## Exercise data
★ ★ ★ ★ ★

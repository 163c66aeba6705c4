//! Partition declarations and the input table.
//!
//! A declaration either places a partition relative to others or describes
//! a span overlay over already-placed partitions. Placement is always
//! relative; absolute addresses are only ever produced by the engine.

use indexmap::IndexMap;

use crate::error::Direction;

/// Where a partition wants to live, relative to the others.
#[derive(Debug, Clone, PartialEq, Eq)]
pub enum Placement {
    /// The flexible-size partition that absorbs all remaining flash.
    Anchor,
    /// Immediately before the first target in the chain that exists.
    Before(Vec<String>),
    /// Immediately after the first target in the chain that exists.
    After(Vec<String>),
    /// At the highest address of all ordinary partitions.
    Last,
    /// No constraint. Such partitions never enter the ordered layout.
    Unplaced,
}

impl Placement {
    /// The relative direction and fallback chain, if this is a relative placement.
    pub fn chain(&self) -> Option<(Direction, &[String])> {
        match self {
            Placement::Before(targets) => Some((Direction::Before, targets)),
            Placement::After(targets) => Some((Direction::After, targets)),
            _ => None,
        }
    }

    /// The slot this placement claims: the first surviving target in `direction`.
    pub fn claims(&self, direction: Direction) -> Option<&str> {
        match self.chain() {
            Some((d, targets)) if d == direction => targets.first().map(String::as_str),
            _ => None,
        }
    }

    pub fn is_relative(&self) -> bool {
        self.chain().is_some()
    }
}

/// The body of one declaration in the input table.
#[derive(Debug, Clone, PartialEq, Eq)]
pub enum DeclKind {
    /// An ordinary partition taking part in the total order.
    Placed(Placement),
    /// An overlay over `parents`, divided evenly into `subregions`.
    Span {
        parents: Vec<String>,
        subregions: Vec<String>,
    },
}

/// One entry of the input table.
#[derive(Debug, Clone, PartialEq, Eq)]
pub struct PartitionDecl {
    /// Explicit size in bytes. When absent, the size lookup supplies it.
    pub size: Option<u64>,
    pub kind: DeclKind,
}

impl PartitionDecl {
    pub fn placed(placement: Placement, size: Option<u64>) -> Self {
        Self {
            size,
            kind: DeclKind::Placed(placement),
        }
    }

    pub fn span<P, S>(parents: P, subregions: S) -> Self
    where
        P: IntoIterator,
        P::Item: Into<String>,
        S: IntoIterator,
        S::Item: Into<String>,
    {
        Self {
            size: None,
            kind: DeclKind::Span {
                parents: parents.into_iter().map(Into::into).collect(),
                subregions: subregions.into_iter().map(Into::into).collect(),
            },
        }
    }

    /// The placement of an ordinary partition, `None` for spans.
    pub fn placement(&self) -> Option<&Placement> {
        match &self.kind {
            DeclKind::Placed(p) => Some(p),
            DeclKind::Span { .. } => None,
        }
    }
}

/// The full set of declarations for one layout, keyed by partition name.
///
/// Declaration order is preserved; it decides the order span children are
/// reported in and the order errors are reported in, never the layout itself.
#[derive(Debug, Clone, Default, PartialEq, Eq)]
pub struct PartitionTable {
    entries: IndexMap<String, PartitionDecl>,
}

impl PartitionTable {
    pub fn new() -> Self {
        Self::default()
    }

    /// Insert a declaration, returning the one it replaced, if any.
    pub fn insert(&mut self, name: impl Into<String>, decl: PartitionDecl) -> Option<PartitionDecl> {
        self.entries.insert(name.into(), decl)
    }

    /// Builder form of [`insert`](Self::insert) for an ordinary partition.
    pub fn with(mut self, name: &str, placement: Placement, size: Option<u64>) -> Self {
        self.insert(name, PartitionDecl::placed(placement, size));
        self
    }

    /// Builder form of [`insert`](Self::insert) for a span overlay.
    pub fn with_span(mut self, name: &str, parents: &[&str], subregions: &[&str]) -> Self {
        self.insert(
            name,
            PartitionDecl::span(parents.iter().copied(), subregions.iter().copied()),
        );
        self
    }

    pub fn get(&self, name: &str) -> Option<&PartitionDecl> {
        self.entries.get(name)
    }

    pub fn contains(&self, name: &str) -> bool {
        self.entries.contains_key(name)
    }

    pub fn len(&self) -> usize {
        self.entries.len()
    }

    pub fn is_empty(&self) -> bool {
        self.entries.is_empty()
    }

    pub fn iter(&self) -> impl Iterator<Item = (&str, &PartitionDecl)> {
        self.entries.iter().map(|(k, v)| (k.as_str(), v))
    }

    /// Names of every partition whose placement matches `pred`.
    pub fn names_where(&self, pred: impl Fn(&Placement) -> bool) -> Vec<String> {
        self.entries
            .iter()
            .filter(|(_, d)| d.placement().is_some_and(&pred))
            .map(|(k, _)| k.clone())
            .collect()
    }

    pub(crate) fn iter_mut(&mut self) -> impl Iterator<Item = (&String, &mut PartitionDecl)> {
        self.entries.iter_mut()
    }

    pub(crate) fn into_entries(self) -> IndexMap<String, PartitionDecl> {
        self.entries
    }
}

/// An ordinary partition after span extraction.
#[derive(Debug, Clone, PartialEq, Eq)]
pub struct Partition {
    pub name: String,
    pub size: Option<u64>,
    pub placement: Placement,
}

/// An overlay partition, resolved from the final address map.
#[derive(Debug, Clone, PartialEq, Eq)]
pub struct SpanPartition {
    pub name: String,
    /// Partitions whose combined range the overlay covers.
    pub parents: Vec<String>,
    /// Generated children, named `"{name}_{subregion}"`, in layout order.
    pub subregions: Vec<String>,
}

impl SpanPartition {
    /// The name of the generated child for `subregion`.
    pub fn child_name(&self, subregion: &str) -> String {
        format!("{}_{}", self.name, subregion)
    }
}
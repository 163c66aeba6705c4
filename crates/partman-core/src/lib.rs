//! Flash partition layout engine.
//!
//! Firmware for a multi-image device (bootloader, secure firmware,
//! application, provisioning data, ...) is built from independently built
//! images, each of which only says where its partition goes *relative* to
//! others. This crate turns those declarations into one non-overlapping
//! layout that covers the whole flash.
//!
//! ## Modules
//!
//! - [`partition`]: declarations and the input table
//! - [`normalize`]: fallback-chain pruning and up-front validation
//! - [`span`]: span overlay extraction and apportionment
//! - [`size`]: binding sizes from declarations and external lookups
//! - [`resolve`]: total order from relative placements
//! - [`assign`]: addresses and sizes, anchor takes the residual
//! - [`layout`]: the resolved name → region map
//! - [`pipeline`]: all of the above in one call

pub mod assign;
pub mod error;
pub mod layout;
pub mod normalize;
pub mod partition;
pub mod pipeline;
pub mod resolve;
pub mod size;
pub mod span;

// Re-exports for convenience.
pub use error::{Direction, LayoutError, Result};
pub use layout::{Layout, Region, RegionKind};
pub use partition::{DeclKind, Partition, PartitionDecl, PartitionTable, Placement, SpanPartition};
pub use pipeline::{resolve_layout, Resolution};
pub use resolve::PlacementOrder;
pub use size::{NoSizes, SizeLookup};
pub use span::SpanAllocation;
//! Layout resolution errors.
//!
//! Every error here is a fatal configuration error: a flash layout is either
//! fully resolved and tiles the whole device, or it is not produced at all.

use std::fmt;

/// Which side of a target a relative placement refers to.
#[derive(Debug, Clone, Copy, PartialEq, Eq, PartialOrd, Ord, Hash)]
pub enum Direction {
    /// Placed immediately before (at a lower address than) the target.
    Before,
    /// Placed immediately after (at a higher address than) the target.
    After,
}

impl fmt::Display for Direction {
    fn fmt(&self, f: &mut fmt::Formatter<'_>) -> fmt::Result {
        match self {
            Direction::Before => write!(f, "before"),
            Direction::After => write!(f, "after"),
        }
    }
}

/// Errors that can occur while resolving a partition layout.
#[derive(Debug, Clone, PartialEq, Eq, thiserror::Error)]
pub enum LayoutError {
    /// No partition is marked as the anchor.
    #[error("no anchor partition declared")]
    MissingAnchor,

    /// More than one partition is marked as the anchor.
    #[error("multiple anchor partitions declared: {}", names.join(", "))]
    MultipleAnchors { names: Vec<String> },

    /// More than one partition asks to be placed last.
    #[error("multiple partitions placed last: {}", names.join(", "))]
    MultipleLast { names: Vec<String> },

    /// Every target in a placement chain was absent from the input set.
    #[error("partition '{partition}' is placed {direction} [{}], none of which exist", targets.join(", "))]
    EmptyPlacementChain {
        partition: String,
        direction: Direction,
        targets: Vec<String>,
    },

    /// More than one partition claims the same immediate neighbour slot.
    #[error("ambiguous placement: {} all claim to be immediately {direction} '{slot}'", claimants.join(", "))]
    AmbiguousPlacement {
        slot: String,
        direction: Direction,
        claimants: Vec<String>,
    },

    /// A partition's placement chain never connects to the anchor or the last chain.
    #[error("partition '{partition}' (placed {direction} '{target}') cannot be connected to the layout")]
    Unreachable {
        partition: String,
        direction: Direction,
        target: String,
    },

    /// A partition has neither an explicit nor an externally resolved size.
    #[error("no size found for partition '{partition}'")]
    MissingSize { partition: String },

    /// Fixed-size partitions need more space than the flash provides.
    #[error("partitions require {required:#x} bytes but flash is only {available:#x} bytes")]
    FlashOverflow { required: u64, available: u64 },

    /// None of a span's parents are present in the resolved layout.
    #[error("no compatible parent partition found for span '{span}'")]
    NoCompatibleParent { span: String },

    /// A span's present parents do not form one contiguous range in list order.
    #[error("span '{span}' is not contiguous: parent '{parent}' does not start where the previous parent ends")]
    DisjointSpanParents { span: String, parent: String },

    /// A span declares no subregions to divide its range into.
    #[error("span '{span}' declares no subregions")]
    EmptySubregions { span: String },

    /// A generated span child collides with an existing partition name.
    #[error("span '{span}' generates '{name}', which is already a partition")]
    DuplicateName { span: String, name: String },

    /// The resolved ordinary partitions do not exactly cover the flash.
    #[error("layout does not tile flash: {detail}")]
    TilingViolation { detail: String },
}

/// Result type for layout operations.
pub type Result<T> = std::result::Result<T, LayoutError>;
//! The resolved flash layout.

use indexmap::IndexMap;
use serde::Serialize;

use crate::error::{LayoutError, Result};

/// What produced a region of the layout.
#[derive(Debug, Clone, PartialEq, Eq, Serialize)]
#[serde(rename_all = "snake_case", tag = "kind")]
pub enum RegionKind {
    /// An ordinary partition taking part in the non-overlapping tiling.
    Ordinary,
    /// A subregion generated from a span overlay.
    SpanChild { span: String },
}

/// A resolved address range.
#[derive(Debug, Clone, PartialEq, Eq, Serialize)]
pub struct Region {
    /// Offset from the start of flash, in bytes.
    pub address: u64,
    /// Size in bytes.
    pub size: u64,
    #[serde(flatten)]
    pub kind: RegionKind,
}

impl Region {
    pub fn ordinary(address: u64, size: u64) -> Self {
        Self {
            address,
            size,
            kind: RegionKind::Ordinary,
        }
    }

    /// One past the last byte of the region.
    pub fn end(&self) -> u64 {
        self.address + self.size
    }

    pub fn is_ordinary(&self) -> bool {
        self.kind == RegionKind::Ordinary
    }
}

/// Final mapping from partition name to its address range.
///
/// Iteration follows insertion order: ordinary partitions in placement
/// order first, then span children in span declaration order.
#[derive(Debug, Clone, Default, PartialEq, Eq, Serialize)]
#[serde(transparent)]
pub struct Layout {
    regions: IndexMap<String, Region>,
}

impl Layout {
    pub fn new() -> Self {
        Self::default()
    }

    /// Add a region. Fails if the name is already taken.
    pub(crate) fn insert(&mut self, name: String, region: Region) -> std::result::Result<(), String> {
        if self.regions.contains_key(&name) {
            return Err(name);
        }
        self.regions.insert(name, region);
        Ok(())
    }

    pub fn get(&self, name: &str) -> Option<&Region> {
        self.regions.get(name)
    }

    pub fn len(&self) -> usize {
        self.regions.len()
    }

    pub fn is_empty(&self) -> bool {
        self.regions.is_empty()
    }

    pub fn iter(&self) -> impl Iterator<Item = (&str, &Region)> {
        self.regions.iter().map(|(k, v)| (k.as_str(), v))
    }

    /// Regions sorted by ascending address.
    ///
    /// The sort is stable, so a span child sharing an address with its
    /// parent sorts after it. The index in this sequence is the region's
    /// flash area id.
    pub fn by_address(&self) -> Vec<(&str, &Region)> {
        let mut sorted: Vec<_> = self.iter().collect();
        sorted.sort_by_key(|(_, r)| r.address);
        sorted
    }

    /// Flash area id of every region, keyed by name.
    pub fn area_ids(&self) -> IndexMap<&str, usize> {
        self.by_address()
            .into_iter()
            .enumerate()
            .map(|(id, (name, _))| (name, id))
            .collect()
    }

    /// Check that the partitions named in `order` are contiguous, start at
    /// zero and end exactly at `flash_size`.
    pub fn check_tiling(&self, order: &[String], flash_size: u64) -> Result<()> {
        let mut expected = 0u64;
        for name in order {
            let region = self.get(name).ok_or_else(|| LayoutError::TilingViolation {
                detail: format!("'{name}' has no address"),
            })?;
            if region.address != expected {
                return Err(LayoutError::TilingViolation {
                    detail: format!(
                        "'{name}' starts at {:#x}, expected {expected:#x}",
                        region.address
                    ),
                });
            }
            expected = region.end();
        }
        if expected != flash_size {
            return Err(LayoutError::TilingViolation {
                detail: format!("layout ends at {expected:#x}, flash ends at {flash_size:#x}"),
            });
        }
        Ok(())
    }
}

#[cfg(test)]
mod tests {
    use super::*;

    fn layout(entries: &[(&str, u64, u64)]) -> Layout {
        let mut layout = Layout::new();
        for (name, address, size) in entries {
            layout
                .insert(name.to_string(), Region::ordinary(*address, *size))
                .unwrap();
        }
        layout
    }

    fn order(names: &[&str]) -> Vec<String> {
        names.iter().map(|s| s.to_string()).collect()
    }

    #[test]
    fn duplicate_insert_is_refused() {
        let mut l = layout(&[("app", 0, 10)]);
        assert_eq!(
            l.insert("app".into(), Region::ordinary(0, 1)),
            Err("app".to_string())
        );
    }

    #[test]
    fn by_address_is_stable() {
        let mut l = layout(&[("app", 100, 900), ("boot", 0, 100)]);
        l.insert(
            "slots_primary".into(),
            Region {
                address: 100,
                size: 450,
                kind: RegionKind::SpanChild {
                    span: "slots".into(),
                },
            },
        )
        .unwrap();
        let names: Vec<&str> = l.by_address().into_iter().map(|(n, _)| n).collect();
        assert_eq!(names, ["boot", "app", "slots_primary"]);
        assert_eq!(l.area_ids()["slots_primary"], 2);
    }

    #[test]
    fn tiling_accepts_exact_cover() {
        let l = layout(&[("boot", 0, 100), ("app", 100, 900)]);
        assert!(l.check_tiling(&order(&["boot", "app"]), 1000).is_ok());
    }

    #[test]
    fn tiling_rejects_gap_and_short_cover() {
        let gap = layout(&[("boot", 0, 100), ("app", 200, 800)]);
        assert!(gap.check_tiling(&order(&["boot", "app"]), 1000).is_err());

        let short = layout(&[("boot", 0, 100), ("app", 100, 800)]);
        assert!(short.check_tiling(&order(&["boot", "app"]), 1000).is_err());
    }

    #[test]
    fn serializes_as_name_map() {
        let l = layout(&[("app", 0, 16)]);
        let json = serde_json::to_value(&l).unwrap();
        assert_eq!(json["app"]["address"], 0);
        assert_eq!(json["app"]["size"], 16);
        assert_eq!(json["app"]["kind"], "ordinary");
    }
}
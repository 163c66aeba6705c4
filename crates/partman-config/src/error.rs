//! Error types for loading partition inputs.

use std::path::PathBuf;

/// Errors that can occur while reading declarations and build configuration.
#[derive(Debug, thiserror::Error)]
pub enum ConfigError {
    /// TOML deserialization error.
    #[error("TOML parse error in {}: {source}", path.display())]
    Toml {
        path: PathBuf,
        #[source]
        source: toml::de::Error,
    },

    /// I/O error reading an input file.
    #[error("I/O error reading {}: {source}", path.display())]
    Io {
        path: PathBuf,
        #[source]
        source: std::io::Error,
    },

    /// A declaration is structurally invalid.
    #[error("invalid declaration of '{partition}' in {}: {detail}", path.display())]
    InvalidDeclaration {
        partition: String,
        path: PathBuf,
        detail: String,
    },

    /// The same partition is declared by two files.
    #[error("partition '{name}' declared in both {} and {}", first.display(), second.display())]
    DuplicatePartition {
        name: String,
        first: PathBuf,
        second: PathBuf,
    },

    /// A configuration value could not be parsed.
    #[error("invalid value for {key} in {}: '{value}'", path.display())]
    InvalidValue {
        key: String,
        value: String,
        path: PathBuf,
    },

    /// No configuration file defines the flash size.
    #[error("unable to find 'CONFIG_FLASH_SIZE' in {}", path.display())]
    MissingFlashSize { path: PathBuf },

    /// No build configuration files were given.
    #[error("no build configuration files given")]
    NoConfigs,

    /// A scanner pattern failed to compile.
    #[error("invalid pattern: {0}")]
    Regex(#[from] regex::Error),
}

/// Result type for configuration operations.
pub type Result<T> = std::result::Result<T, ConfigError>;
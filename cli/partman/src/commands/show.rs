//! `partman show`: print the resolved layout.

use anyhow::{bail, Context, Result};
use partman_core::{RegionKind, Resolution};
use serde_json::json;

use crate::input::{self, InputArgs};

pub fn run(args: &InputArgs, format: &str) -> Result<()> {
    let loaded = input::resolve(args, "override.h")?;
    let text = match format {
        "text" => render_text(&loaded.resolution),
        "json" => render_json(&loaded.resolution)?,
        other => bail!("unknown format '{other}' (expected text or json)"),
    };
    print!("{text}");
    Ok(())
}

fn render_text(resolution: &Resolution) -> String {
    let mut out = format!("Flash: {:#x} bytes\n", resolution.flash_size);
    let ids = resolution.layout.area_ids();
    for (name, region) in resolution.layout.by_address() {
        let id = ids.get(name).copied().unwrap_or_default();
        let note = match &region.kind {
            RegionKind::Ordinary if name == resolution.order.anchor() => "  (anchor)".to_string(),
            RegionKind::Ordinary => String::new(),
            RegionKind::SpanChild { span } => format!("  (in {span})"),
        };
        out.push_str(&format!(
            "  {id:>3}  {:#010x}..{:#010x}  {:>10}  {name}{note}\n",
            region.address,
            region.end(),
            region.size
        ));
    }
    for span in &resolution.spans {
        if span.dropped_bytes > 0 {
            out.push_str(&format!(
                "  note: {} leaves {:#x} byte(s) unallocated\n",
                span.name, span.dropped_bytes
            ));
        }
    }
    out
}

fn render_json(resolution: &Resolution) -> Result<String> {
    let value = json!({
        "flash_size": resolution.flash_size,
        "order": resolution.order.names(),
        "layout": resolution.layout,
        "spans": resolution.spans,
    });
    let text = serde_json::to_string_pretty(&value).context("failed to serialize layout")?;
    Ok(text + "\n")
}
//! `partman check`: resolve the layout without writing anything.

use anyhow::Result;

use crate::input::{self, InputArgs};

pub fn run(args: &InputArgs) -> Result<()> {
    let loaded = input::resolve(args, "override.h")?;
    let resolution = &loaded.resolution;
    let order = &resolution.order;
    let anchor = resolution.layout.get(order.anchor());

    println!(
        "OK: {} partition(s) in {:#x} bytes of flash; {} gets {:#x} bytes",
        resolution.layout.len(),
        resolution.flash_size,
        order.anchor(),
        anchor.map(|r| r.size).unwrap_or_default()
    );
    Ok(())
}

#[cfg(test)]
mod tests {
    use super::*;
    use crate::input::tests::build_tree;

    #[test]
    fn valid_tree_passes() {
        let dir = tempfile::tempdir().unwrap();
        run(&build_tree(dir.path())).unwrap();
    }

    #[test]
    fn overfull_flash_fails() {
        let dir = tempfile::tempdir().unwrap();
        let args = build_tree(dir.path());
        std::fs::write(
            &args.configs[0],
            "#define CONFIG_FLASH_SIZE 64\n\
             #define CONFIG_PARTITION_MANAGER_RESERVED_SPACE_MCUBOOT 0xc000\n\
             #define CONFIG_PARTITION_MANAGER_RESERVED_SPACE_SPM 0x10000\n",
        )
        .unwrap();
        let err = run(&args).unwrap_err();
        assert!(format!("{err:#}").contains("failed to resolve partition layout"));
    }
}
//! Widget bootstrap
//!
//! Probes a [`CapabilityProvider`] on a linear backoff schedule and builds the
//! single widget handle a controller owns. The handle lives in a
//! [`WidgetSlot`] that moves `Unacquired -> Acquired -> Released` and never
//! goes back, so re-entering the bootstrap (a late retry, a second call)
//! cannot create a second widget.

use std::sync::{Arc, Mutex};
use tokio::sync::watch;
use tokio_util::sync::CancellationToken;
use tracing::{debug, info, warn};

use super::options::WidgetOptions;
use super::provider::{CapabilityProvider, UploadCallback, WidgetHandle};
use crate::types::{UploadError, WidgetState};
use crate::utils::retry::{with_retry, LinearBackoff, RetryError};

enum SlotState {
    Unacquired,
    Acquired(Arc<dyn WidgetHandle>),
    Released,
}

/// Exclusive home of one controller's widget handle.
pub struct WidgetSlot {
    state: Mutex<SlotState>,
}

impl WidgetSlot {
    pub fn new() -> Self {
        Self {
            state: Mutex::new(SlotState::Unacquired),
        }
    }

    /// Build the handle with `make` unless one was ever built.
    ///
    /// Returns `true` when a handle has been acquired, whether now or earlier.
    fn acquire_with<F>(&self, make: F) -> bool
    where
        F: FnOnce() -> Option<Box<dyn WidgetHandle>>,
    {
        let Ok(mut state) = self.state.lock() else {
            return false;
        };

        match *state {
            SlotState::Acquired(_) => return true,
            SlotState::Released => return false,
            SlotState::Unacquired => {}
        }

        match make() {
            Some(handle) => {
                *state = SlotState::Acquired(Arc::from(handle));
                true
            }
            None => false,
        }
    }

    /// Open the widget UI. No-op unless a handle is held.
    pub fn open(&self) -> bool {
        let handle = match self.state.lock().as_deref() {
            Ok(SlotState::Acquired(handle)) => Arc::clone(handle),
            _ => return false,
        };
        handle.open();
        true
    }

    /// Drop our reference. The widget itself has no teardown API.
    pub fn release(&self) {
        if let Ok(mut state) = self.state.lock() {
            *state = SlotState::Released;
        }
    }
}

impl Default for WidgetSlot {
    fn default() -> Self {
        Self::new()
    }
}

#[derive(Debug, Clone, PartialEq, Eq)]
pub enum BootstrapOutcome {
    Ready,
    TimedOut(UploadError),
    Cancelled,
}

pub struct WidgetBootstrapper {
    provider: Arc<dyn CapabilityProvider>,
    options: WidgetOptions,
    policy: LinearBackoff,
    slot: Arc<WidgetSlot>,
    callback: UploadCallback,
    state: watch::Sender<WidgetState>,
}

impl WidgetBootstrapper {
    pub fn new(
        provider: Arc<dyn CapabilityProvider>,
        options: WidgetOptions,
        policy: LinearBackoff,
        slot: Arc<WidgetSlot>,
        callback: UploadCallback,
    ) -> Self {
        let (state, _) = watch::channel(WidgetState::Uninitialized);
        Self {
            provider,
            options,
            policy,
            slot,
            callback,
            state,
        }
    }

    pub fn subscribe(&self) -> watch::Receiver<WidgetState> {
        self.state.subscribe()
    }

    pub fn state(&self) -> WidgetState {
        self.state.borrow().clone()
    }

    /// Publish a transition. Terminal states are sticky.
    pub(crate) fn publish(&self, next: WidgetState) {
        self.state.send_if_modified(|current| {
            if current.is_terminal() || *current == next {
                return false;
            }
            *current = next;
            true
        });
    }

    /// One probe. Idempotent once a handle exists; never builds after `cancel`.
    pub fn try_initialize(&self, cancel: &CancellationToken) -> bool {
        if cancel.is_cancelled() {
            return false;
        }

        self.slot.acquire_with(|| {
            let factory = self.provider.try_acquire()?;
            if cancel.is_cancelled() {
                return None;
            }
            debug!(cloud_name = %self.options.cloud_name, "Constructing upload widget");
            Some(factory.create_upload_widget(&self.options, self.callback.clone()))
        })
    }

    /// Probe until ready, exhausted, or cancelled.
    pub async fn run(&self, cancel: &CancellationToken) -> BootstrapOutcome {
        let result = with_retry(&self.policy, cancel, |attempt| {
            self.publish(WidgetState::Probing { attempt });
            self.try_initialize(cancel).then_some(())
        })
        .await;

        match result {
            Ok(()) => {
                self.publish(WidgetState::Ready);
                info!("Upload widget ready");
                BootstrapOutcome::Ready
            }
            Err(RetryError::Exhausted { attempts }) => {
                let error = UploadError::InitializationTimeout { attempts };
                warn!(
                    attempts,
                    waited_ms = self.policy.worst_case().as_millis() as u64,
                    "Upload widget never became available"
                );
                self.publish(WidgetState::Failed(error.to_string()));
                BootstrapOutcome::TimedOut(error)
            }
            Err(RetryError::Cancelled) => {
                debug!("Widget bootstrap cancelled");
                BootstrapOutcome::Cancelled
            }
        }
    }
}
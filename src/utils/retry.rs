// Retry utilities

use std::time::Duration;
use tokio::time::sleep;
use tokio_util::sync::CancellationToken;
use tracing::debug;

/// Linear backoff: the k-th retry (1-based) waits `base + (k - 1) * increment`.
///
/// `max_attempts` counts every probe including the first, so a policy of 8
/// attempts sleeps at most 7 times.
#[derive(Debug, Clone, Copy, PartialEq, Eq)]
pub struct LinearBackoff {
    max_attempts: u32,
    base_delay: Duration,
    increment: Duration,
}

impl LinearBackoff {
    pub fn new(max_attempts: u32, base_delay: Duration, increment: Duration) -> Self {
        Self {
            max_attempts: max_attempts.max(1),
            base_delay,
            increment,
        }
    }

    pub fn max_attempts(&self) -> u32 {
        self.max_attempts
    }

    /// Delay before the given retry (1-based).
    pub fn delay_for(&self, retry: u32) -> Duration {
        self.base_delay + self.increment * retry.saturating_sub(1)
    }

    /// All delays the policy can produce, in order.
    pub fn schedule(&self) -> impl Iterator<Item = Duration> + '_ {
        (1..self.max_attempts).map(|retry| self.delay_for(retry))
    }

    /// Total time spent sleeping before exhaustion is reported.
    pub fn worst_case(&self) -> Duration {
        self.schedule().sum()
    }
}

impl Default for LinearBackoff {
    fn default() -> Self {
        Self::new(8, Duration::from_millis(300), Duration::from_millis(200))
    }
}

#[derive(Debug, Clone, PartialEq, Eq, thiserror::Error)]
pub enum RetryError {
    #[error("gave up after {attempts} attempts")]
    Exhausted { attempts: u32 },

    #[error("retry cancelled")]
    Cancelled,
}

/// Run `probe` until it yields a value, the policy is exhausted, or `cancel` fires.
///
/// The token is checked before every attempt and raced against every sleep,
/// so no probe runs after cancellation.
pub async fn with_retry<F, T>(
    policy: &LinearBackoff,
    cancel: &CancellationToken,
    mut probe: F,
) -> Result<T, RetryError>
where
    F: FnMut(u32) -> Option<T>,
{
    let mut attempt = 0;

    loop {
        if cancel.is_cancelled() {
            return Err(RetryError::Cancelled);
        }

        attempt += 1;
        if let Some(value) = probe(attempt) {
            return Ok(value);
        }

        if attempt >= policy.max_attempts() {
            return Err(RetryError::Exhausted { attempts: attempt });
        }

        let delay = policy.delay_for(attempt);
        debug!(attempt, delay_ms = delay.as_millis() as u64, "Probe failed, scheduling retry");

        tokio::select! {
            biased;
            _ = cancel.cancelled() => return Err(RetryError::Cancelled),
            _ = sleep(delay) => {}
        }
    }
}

★ ★ ★ ★ ★

## What the task asks
Tally the lines of the records holding the word "schedule", then give only the resulting number.

## Answer box
3